Genera incorporamenti di testo utilizzando i dati di una tabella

Genera embedding di testo con la funzione ML.GENERATE_EMBEDDING utilizzando i dati di testo di una colonna della tabella.

In genere, è consigliabile utilizzare un modello text-embedding o text-multilingual-embedding per i casi d'uso di solo testo e un modello multimodalembedding per i casi d'uso di ricerca cross-modale, in cui gli embedding per i contenuti di testo e visivi vengono generati nello stesso spazio semantico.

text embedding

Genera incorporamenti di testo utilizzando un modello remoto rispetto a un modello di incorporamento:

SELECT *
FROM ML.GENERATE_EMBEDDING(
  MODEL `PROJECT_ID.DATASET_ID.MODEL_NAME`,
  TABLE PROJECT_ID.DATASET_ID.TABLE_NAME,
  STRUCT(FLATTEN_JSON AS flatten_json_output,
    TASK_TYPE AS task_type,
    OUTPUT_DIMENSIONALITY AS output_dimensionality)
);

Sostituisci quanto segue:

  • PROJECT_ID: il tuo ID progetto.
  • DATASET_ID: l'ID del set di dati che contiene il modello.
  • MODEL_NAME: il nome del modello remoto su un modello di incorporamento.
  • TABLE_NAME: il nome della tabella che contiene il testo da incorporare. Questa tabella deve avere una colonna denominata content oppure puoi utilizzare un alias per utilizzare una colonna con un nome diverso.
  • FLATTEN_JSON: un valore BOOL che indica se analizzare l'embedding in una colonna separata. Il valore predefinito è TRUE.
  • TASK_TYPE: un valore letterale STRING che specifica l'applicazione downstream che intende aiutare il modello per produrre incorporamenti di qualità migliore. TASK_TYPE accetta i seguenti valori:
    • RETRIEVAL_QUERY: specifica che il testo specificato è una query in un'impostazione di ricerca o recupero.
    • RETRIEVAL_DOCUMENT: specifica che il testo specificato è di un documento in un'impostazione di ricerca o recupero.
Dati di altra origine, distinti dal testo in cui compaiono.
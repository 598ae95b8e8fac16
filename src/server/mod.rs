// src/server/mod.rs

//! The HTTP listener, dispatcher wiring and process lifecycle.

mod dispatcher;
pub mod handlers;
mod hooks;
mod metrics_server;

pub use dispatcher::Dispatcher;
pub use hooks::{HeaderOverrideHook, RequestHook};

use crate::config::{Config, StorageBackendConfig};
use crate::core::coordinator::{
    BucketStorages, Coordinator, CoordinatorSettings, PlaceholderSource,
};
use crate::core::engine::HttpImageEngine;
use crate::core::storage::{FilesystemStorage, HttpStorage, MemoryStorage, Storage};
use crate::core::tasks::{CacheSweeperTask, FlightJanitorTask};
use anyhow::{Context, Result};
use std::collections::HashMap;
use std::sync::Arc;
use tokio::sync::broadcast;
use tracing::info;

/// Shared state behind every request handler.
pub struct AppState {
    pub config: Arc<Config>,
    pub dispatcher: Dispatcher,
    pub hooks: Vec<Box<dyn RequestHook>>,
}

/// The main server startup function, orchestrating all setup phases.
pub async fn run(config: Config) -> Result<()> {
    // 1. Build per-bucket storage, the engine client and the coordinator.
    let buckets = build_bucket_storages(&config);
    let engine = Arc::new(HttpImageEngine::new(config.engine.url.clone()));
    let placeholder = config
        .placeholder
        .as_ref()
        .map(|p| PlaceholderSource::from_file(&p.source, &p.path))
        .transpose()?;
    let settings = CoordinatorSettings {
        cache_max_entries: config.cache.max_entries,
        concurrency: config.processing.concurrency,
        lock_timeout: config.server.lock_timeout(),
        success_ttl: config.cache.success_ttl,
        placeholder_ttl: config.cache.placeholder_ttl,
        error_ttl: config.cache.error_ttl,
        writeback_timeout: config.processing.writeback_timeout,
    };
    let coordinator = Arc::new(Coordinator::new(buckets, engine, placeholder, settings));

    // 2. Spawn background tasks.
    let (shutdown_tx, _) = broadcast::channel(1);
    tokio::spawn(
        CacheSweeperTask::new(Arc::clone(coordinator.cache())).run(shutdown_tx.subscribe()),
    );
    tokio::spawn(
        FlightJanitorTask::new(Arc::clone(coordinator.flight()), config.server.lock_timeout())
            .run(shutdown_tx.subscribe()),
    );
    if config.metrics.enabled {
        tokio::spawn(metrics_server::run_metrics_server(
            config.metrics.port,
            shutdown_tx.subscribe(),
        ));
    }

    // 3. Wire the dispatcher and the HTTP surface.
    let dispatcher = Dispatcher::new(Arc::clone(&coordinator), config.server.queue_len);
    let hooks: Vec<Box<dyn RequestHook>> =
        vec![Box::new(HeaderOverrideHook::from_config(&config.headers))];
    let listen = config.server.listen;
    let state = Arc::new(AppState {
        config: Arc::new(config),
        dispatcher,
        hooks,
    });

    let app = axum::Router::new()
        .fallback(handlers::handle)
        .with_state(state);

    let listener = tokio::net::TcpListener::bind(listen)
        .await
        .with_context(|| format!("Failed to bind listener on {listen}"))?;
    info!("Pixelgate listening on {listen}");

    axum::serve(listener, app)
        .with_graceful_shutdown(shutdown_signal(shutdown_tx))
        .await
        .context("HTTP server error")?;

    Ok(())
}

/// Builds the storage pair for every configured bucket.
fn build_bucket_storages(config: &Config) -> HashMap<String, BucketStorages> {
    config
        .buckets
        .iter()
        .map(|(name, bucket)| {
            let basic = build_storage(&bucket.storage.basic);
            let transforms = bucket
                .storage
                .transforms
                .as_ref()
                .map(build_storage)
                .unwrap_or_else(|| Arc::clone(&basic));
            (name.clone(), BucketStorages { basic, transforms })
        })
        .collect()
}

fn build_storage(config: &StorageBackendConfig) -> Arc<dyn Storage> {
    match config {
        StorageBackendConfig::Filesystem { root_path } => {
            Arc::new(FilesystemStorage::new(root_path.clone()))
        }
        StorageBackendConfig::Memory => Arc::new(MemoryStorage::new()),
        StorageBackendConfig::Http { base_url } => Arc::new(HttpStorage::new(base_url.clone())),
    }
}

/// Resolves when the process receives a termination signal, broadcasting
/// shutdown to the background tasks first.
async fn shutdown_signal(shutdown_tx: broadcast::Sender<()>) {
    let _ = tokio::signal::ctrl_c().await;
    info!("Shutdown signal received");
    let _ = shutdown_tx.send(());
}
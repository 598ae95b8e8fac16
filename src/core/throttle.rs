// src/core/throttle.rs

//! Bounded semaphore gating concurrent image processing.

use crate::core::deadline::Deadline;
use std::sync::Arc;
use tokio::sync::{OwnedSemaphorePermit, Semaphore};

/// Limits the number of engine invocations running at once.
///
/// Only the processing step is throttled; cache and storage lookups are not.
pub struct Throttler {
    semaphore: Arc<Semaphore>,
}

/// An acquired processing slot. Dropping it releases the slot on all paths.
pub struct ThrottlePermit {
    _permit: OwnedSemaphorePermit,
}

impl Throttler {
    pub fn new(capacity: usize) -> Self {
        Self {
            semaphore: Arc::new(Semaphore::new(capacity.max(1))),
        }
    }

    /// Waits for a permit until the deadline elapses.
    pub async fn acquire(&self, deadline: Deadline) -> Option<ThrottlePermit> {
        let acquired = tokio::time::timeout_at(
            deadline.instant(),
            Arc::clone(&self.semaphore).acquire_owned(),
        )
        .await;
        match acquired {
            Ok(Ok(permit)) => Some(ThrottlePermit { _permit: permit }),
            // The semaphore is never closed; a closed error means shutdown,
            // which callers treat the same as a missed deadline.
            Ok(Err(_)) | Err(_) => None,
        }
    }

    /// Permits currently available, used by tests and metrics.
    pub fn available(&self) -> usize {
        self.semaphore.available_permits()
    }
}
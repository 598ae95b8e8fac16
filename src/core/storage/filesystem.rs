// src/core/storage/filesystem.rs

//! Local-filesystem storage backend.

use crate::core::errors::GatewayError;
use crate::core::response::Response;
use crate::core::storage::{
    ListOptions, ObjectInfo, ObjectListing, Storage, build_listing, http_date,
};
use async_trait::async_trait;
use bytes::Bytes;
use chrono::{DateTime, Utc};
use http::{HeaderMap, HeaderValue, header};
use std::path::{Component, Path, PathBuf};
use std::time::{SystemTime, UNIX_EPOCH};
use tracing::warn;
use uuid::Uuid;

/// Stores objects as plain files under a root directory.
pub struct FilesystemStorage {
    root: PathBuf,
}

impl FilesystemStorage {
    pub fn new(root: PathBuf) -> Self {
        Self { root }
    }

    /// Maps an object path onto the root directory, rejecting traversal.
    fn resolve(&self, path: &str) -> Result<PathBuf, GatewayError> {
        let relative = path.trim_start_matches('/');
        let candidate = Path::new(relative);
        if relative.is_empty()
            || candidate
                .components()
                .any(|c| !matches!(c, Component::Normal(_)))
        {
            return Err(GatewayError::InvalidRequest(format!(
                "invalid object path '{path}'"
            )));
        }
        Ok(self.root.join(candidate))
    }

    fn object_headers(file_path: &Path, len: u64, modified: SystemTime) -> HeaderMap {
        let mut headers = HeaderMap::new();
        let content_type = mime_guess::from_path(file_path)
            .first_raw()
            .unwrap_or("application/octet-stream");
        headers.insert(header::CONTENT_TYPE, HeaderValue::from_static(content_type));
        let mtime_secs = modified
            .duration_since(UNIX_EPOCH)
            .map(|d| d.as_secs())
            .unwrap_or(0);
        if let Ok(etag) = HeaderValue::from_str(&format!("\"{len:x}-{mtime_secs:x}\"")) {
            headers.insert(header::ETAG, etag);
        }
        if let Ok(value) = HeaderValue::from_str(&http_date(DateTime::<Utc>::from(modified))) {
            headers.insert(header::LAST_MODIFIED, value);
        }
        headers
    }
}

#[async_trait]
impl Storage for FilesystemStorage {
    async fn get(&self, path: &str) -> Response {
        let file_path = match self.resolve(path) {
            Ok(p) => p,
            Err(e) => return Response::from_error(e),
        };
        let metadata = match tokio::fs::metadata(&file_path).await {
            Ok(m) if m.is_file() => m,
            Ok(_) => return Response::empty(404),
            Err(e) if e.kind() == std::io::ErrorKind::NotFound => return Response::empty(404),
            Err(e) => return Response::from_error(e.into()),
        };
        match tokio::fs::read(&file_path).await {
            Ok(body) => {
                let modified = metadata.modified().unwrap_or(UNIX_EPOCH);
                let mut response = Response::buffered(200, Bytes::from(body));
                response.headers = Self::object_headers(&file_path, metadata.len(), modified);
                response
            }
            Err(e) if e.kind() == std::io::ErrorKind::NotFound => Response::empty(404),
            Err(e) => Response::from_error(e.into()),
        }
    }

    async fn head(&self, path: &str) -> Response {
        let file_path = match self.resolve(path) {
            Ok(p) => p,
            Err(e) => return Response::from_error(e),
        };
        match tokio::fs::metadata(&file_path).await {
            Ok(metadata) if metadata.is_file() => {
                let modified = metadata.modified().unwrap_or(UNIX_EPOCH);
                let mut response = Response::empty(200);
                response.headers = Self::object_headers(&file_path, metadata.len(), modified);
                response
                    .headers
                    .insert(header::CONTENT_LENGTH, HeaderValue::from(metadata.len()));
                response
            }
            Ok(_) => Response::empty(404),
            Err(e) if e.kind() == std::io::ErrorKind::NotFound => Response::empty(404),
            Err(e) => Response::from_error(e.into()),
        }
    }

    async fn put(&self, path: &str, _headers: &HeaderMap, body: Bytes) -> Response {
        let file_path = match self.resolve(path) {
            Ok(p) => p,
            Err(e) => return Response::from_error(e),
        };
        if let Some(parent) = file_path.parent() {
            if let Err(e) = tokio::fs::create_dir_all(parent).await {
                return Response::from_error(e.into());
            }
        }
        // Write-then-rename keeps concurrent readers from ever observing a
        // partially written object.
        let temp_path = self.root.join(format!(".tmp-{}", Uuid::new_v4()));
        if let Err(e) = tokio::fs::write(&temp_path, &body).await {
            return Response::from_error(e.into());
        }
        if let Err(e) = tokio::fs::rename(&temp_path, &file_path).await {
            if let Err(cleanup) = tokio::fs::remove_file(&temp_path).await {
                warn!("Failed to remove temp file after rename error: {cleanup}");
            }
            return Response::from_error(e.into());
        }
        Response::empty(200)
    }

    async fn delete(&self, path: &str) -> Response {
        let file_path = match self.resolve(path) {
            Ok(p) => p,
            Err(e) => return Response::from_error(e),
        };
        match tokio::fs::remove_file(&file_path).await {
            Ok(()) => Response::empty(200),
            Err(e) if e.kind() == std::io::ErrorKind::NotFound => Response::empty(404),
            Err(e) => Response::from_error(e.into()),
        }
    }

    async fn list(&self, opts: &ListOptions) -> Result<ObjectListing, GatewayError> {
        let mut objects = Vec::new();
        let mut pending = vec![self.root.clone()];

        while let Some(dir) = pending.pop() {
            let mut entries = match tokio::fs::read_dir(&dir).await {
                Ok(entries) => entries,
                Err(e) if e.kind() == std::io::ErrorKind::NotFound => continue,
                Err(e) => return Err(e.into()),
            };
            while let Some(entry) = entries.next_entry().await? {
                let entry_path = entry.path();
                let metadata = entry.metadata().await?;
                if metadata.is_dir() {
                    pending.push(entry_path);
                    continue;
                }
                let Ok(relative) = entry_path.strip_prefix(&self.root) else {
                    continue;
                };
                let key = relative.to_string_lossy().replace('\\', "/");
                if key.starts_with(".tmp-") {
                    continue;
                }
                let modified = metadata.modified().unwrap_or(UNIX_EPOCH);
                let mtime_secs = modified
                    .duration_since(UNIX_EPOCH)
                    .map(|d| d.as_secs())
                    .unwrap_or(0);
                objects.push(ObjectInfo {
                    key,
                    last_modified: DateTime::<Utc>::from(modified),
                    size: metadata.len(),
                    etag: format!("\"{:x}-{:x}\"", metadata.len(), mtime_secs),
                });
            }
        }

        Ok(build_listing(objects, opts))
    }
}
      Quando utilizzi questo tipo di attività, è utile includere il titolo del documento nell'istruzione di query per migliorare la qualità dell'embedding. Tu puoi utilizzare l'opzione title per specificare il nome della colonna contenga il titolo del documento, altrimenti il titolo deve essere specificato una colonna denominata title o con alias title, ad esempio:

            SELECT *
            FROM
              ML.GENERATE_EMBEDDING(
                MODEL mydataset.embedding_model,
                (SELECT abstract as content, header as title, publication_number
                FROM mydataset.publications),
                STRUCT(TRUE AS flatten_json_output, 'RETRIEVAL_DOCUMENT' as task_type)
            );
            
    • SEMANTIC_SIMILARITY: specifica che il testo specificato verrà utilizzato per la somiglianza testuale semantica (STS).
    • CLASSIFICATION: specifica che gli incorporamenti saranno utilizzati per la classificazione.
    • CLUSTERING: specifica che gli incorporamenti verranno utilizzati per il clustering.
  • OUTPUT_DIMENSIONALITY: INT64 valore che specifica il numero di dimensioni da utilizzare durante la generazione incorporamenti. Ad esempio, se specifichi 256 AS output_dimensionality, poi il ml_generate_embedding_result contiene 256 incorporamenti per ogni valore di input.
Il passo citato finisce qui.